When we got there we were surprised to see Chris immediately pull up behind us. Once more he told Stuart that he expected him to finish then sped off to meet several cyclists who were about to finish. (Chris: that was way above and beyond the call of duty; thank you very much.) For the next half hour or so as I struggled to keep him awake Stuart slowly put on his gloves, helmet and jacket while violently resisting any help. Yes, he would put his clothes back on. Yes, he wanted to ride his bike in. Yes, he knew he could ride his bike. But nothing was happening. Once dressed, he remembered his morning pill ritual and we quickly found the "Monday baggie." Again, while he would accept no help he was completely confused about how to take them himself. At last he managed his arthritis medication and agreed to postpone the vitamins until later.

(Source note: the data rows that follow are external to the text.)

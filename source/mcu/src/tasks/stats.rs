use common::{config::CHANNEL_COUNT, values::ChannelId};
use core::{
    fmt::{self, Display, Formatter, Write},
    sync::atomic::{fence, AtomicU32, Ordering},
};
use indenter::indented;
use portable_atomic::AtomicU64;

#[derive(Default)]
pub struct Statistics {
    /// Number of button edges handled.
    button_edges: AtomicU64,
    /// Number of timer reload writes.
    reload_updates: AtomicU64,

    pub channels: [StatsChannel; CHANNEL_COUNT],
    pub tx: StatsTx,
    pub commands: StatsCommands,
}

#[derive(Default)]
pub struct StatsChannel {
    /// Number of completed and reported samples.
    samples: AtomicU64,
    /// Timer ticks skipped because a conversion was still pending.
    overruns: AtomicU64,
    adc_errors: AtomicU64,
    /// Bits of the last reported value.
    last_value: AtomicU32,
}

#[derive(Default)]
pub struct StatsTx {
    /// Lines dropped because the source queue was full.
    lines_dropped: AtomicU64,
    bytes_sent: AtomicU64,
    write_errors: AtomicU64,
}

#[derive(Default)]
pub struct StatsCommands {
    acknowledged: AtomicU64,
    /// Recognized commands whose value was out of range.
    rejected: AtomicU64,
    /// Commands with unrecognized type.
    unknown: AtomicU64,
    /// Lines discarded without acknowledgement.
    malformed: AtomicU64,
    /// Bytes dropped because the command line was full.
    overflow_bytes: AtomicU64,
}

impl Statistics {
    pub fn new() -> Self {
        let this = Self::default();
        this.reset();
        this
    }
    pub fn reset(&self) {
        fence(Ordering::Acquire);
        self.button_edges.store(0, Ordering::Relaxed);
        self.reload_updates.store(0, Ordering::Relaxed);
        fence(Ordering::Release);

        self.channels.iter().for_each(StatsChannel::reset);
        self.tx.reset();
        self.commands.reset();
    }

    pub fn channel(&self, id: ChannelId) -> &StatsChannel {
        &self.channels[id.index()]
    }

    pub fn report_button_edge(&self) {
        self.button_edges.fetch_add(1, Ordering::AcqRel);
    }
    pub fn report_reload_update(&self) {
        self.reload_updates.fetch_add(1, Ordering::AcqRel);
    }

    pub fn button_edges(&self) -> u64 {
        self.button_edges.load(Ordering::Acquire)
    }
    pub fn reload_updates(&self) -> u64 {
        self.reload_updates.load(Ordering::Acquire)
    }
}

impl StatsChannel {
    pub fn reset(&self) {
        fence(Ordering::Acquire);
        self.samples.store(0, Ordering::Relaxed);
        self.overruns.store(0, Ordering::Relaxed);
        self.adc_errors.store(0, Ordering::Relaxed);
        self.last_value.store(0f32.to_bits(), Ordering::Relaxed);
        fence(Ordering::Release);
    }

    pub fn report_sample(&self, value: f32) {
        self.last_value.store(value.to_bits(), Ordering::Release);
        self.samples.fetch_add(1, Ordering::AcqRel);
    }
    pub fn report_overrun(&self) {
        self.overruns.fetch_add(1, Ordering::AcqRel);
    }
    pub fn report_adc_error(&self) {
        self.adc_errors.fetch_add(1, Ordering::AcqRel);
    }

    pub fn samples(&self) -> u64 {
        self.samples.load(Ordering::Acquire)
    }
    pub fn overruns(&self) -> u64 {
        self.overruns.load(Ordering::Acquire)
    }
    pub fn adc_errors(&self) -> u64 {
        self.adc_errors.load(Ordering::Acquire)
    }
    pub fn last_value(&self) -> f32 {
        f32::from_bits(self.last_value.load(Ordering::Acquire))
    }
}

impl StatsTx {
    pub fn reset(&self) {
        fence(Ordering::Acquire);
        self.lines_dropped.store(0, Ordering::Relaxed);
        self.bytes_sent.store(0, Ordering::Relaxed);
        self.write_errors.store(0, Ordering::Relaxed);
        fence(Ordering::Release);
    }

    pub fn report_line_dropped(&self) {
        self.lines_dropped.fetch_add(1, Ordering::AcqRel);
    }
    pub fn report_byte_sent(&self) {
        self.bytes_sent.fetch_add(1, Ordering::AcqRel);
    }
    pub fn report_write_error(&self) {
        self.write_errors.fetch_add(1, Ordering::AcqRel);
    }

    pub fn lines_dropped(&self) -> u64 {
        self.lines_dropped.load(Ordering::Acquire)
    }
    pub fn bytes_sent(&self) -> u64 {
        self.bytes_sent.load(Ordering::Acquire)
    }
    pub fn write_errors(&self) -> u64 {
        self.write_errors.load(Ordering::Acquire)
    }
}

impl StatsCommands {
    pub fn reset(&self) {
        fence(Ordering::Acquire);
        self.acknowledged.store(0, Ordering::Relaxed);
        self.rejected.store(0, Ordering::Relaxed);
        self.unknown.store(0, Ordering::Relaxed);
        self.malformed.store(0, Ordering::Relaxed);
        self.overflow_bytes.store(0, Ordering::Relaxed);
        fence(Ordering::Release);
    }

    pub fn report_acknowledged(&self) {
        self.acknowledged.fetch_add(1, Ordering::AcqRel);
    }
    pub fn report_rejected(&self) {
        self.rejected.fetch_add(1, Ordering::AcqRel);
    }
    pub fn report_unknown(&self) {
        self.unknown.fetch_add(1, Ordering::AcqRel);
    }
    pub fn report_malformed(&self) {
        self.malformed.fetch_add(1, Ordering::AcqRel);
    }
    pub fn report_overflow(&self) {
        self.overflow_bytes.fetch_add(1, Ordering::AcqRel);
    }

    pub fn acknowledged(&self) -> u64 {
        self.acknowledged.load(Ordering::Acquire)
    }
    pub fn rejected(&self) -> u64 {
        self.rejected.load(Ordering::Acquire)
    }
    pub fn unknown(&self) -> u64 {
        self.unknown.load(Ordering::Acquire)
    }
    pub fn malformed(&self) -> u64 {
        self.malformed.load(Ordering::Acquire)
    }
    pub fn overflow_bytes(&self) -> u64 {
        self.overflow_bytes.load(Ordering::Acquire)
    }
}

impl Display for Statistics {
    fn fmt(&self, f: &mut Formatter<'_>) -> fmt::Result {
        fence(Ordering::Acquire);
        writeln!(f)?;

        writeln!(f, "button_edges: {}", self.button_edges.load(Ordering::Relaxed))?;
        writeln!(f, "reload_updates: {}", self.reload_updates.load(Ordering::Relaxed))?;

        for (id, channel) in ChannelId::ALL.iter().zip(&self.channels) {
            writeln!(f, "{}:", id)?;
            writeln!(indented(f).with_str("    "), "{}", channel)?;
        }

        writeln!(f, "tx:")?;
        writeln!(indented(f).with_str("    "), "{}", self.tx)?;

        writeln!(f, "commands:")?;
        writeln!(indented(f).with_str("    "), "{}", self.commands)?;

        Ok(())
    }
}

impl Display for StatsChannel {
    fn fmt(&self, f: &mut Formatter<'_>) -> fmt::Result {
        fence(Ordering::Acquire);
        writeln!(f, "samples: {}", self.samples.load(Ordering::Relaxed))?;
        writeln!(f, "overruns: {}", self.overruns.load(Ordering::Relaxed))?;
        writeln!(f, "adc_errors: {}", self.adc_errors.load(Ordering::Relaxed))?;
        let last = f32::from_bits(self.last_value.load(Ordering::Relaxed));
        writeln!(f, "last_value: {:.2}", last)?;
        Ok(())
    }
}

impl Display for StatsTx {
    fn fmt(&self, f: &mut Formatter<'_>) -> fmt::Result {
        fence(Ordering::Acquire);
        writeln!(f, "lines_dropped: {}", self.lines_dropped.load(Ordering::Relaxed))?;
        writeln!(f, "bytes_sent: {}", self.bytes_sent.load(Ordering::Relaxed))?;
        writeln!(f, "write_errors: {}", self.write_errors.load(Ordering::Relaxed))?;
        Ok(())
    }
}

impl Display for StatsCommands {
    fn fmt(&self, f: &mut Formatter<'_>) -> fmt::Result {
        fence(Ordering::Acquire);
        writeln!(f, "acknowledged: {}", self.acknowledged.load(Ordering::Relaxed))?;
        writeln!(f, "rejected: {}", self.rejected.load(Ordering::Relaxed))?;
        writeln!(f, "unknown: {}", self.unknown.load(Ordering::Relaxed))?;
        writeln!(f, "malformed: {}", self.malformed.load(Ordering::Relaxed))?;
        writeln!(f, "overflow_bytes: {}", self.overflow_bytes.load(Ordering::Relaxed))?;
        Ok(())
    }
}

#[cfg(test)]
mod tests {
    use super::*;

    #[test]
    fn reset_clears_counters() {
        let stats = Statistics::new();
        stats.report_button_edge();
        stats.channel(ChannelId::Weight).report_sample(12.5);
        stats.tx.report_line_dropped();
        stats.commands.report_unknown();
        assert_eq!(stats.button_edges(), 1);
        assert_eq!(stats.channel(ChannelId::Weight).samples(), 1);
        assert_eq!(stats.channel(ChannelId::Weight).last_value(), 12.5);

        stats.reset();
        assert_eq!(stats.button_edges(), 0);
        assert_eq!(stats.channel(ChannelId::Weight).samples(), 0);
        assert_eq!(stats.tx.lines_dropped(), 0);
        assert_eq!(stats.commands.unknown(), 0);
    }

    #[test]
    fn display_is_nested() {
        let stats = Statistics::new();
        stats.channel(ChannelId::Temperature).report_sample(21.0);
        let text = stats.to_string();
        assert!(text.contains("temperature:\n    samples: 1\n"), "{}", text);
        assert!(text.contains("    last_value: 21.00\n"), "{}", text);
        assert!(text.contains("commands:\n    acknowledged: 0\n"), "{}", text);
        assert!(text.contains("tx:\n    lines_dropped: 0\n    bytes_sent: 0\n"), "{}", text);
        assert!(!text.contains("4:"), "{}", text);
    }
}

Then there was nothing left to do but get out of the car and back on the bike. But we couldn't budge him. He was in no particular rush since he remembered Chris mentioning that he would be at the motel until the 8:30 post-race breakfast. At the same time, he started nodding off only seconds after each time I would shake him awake. A few trucks flew by at over 65 mph and we decided that we would only let Stuart continue if he could maintain a straight line. Stuart agreed to ride in if once on the bike we didn't talk him, although he didn't mind if we followed right behind him. (Stuart had memorized the course ahead of time and was confident that he could find his own way.) I finally dragged his feet out of the car , and nearly in tears, he vigorously resisted. But there was no getting him any further. Another car sped by. Stuart nodded off once more.

So at 6:45, we finally faced the decision that we had avoided for so long; the Nanosaurus' race was over. I got Stuart's attention and cheerily told him that "he" had made the right decision to quit; that it simply wasn't safe for anyone to be cycling on those busy roads. I assured him that he had ridden a great race and should be very proud of his effort. Then I suggested he should get some sleep. He immediately fell into a stupor that survived me shifting him back into the car, removing his helmet and Oakley's and buckling him into his seat belt. As a spectacular sunrise followed us into Twentynine Palms for a final time, the car was very quiet. Stu awoke briefly as we transferred him into his motel bed. An hour later he awoke, complained that it felt like someone had bashed in his head but seemed not to remember anything of the evening's events. Several hours later we woke him once more for the ride to LAX; he asked if he had qualified and was content with an explanation that only a few cyclists did. He sensed that something wasn't quite right but didn't particularly want to talk about it; he seemed to remember a dream in which he repeatedly retraced the course and had a disagreement with his crew—but not much more. Before we left him and Art at the American gate for the return flight to Texas, I told him that he had DNF'd at mile 496 and would be happy to talk to him about it whenever he was ready for it.

Anyway, that's what I believe happened. I had gone without sleep for the entire event, so my recollection of the evening's events may be somewhat suspect. I will forever be extremely proud of the effort Stuart put out and the entire crew's excellent performance. I again want to thank Chris for his role in trying to cut through Stuart's hallucinations (and for his good-natured tolerance of my recent cyberspace amoeba/animal drivel). I'm sure there will be many stories coming from this year's 508, but I can hardly imagine that any could be more bizarre than this.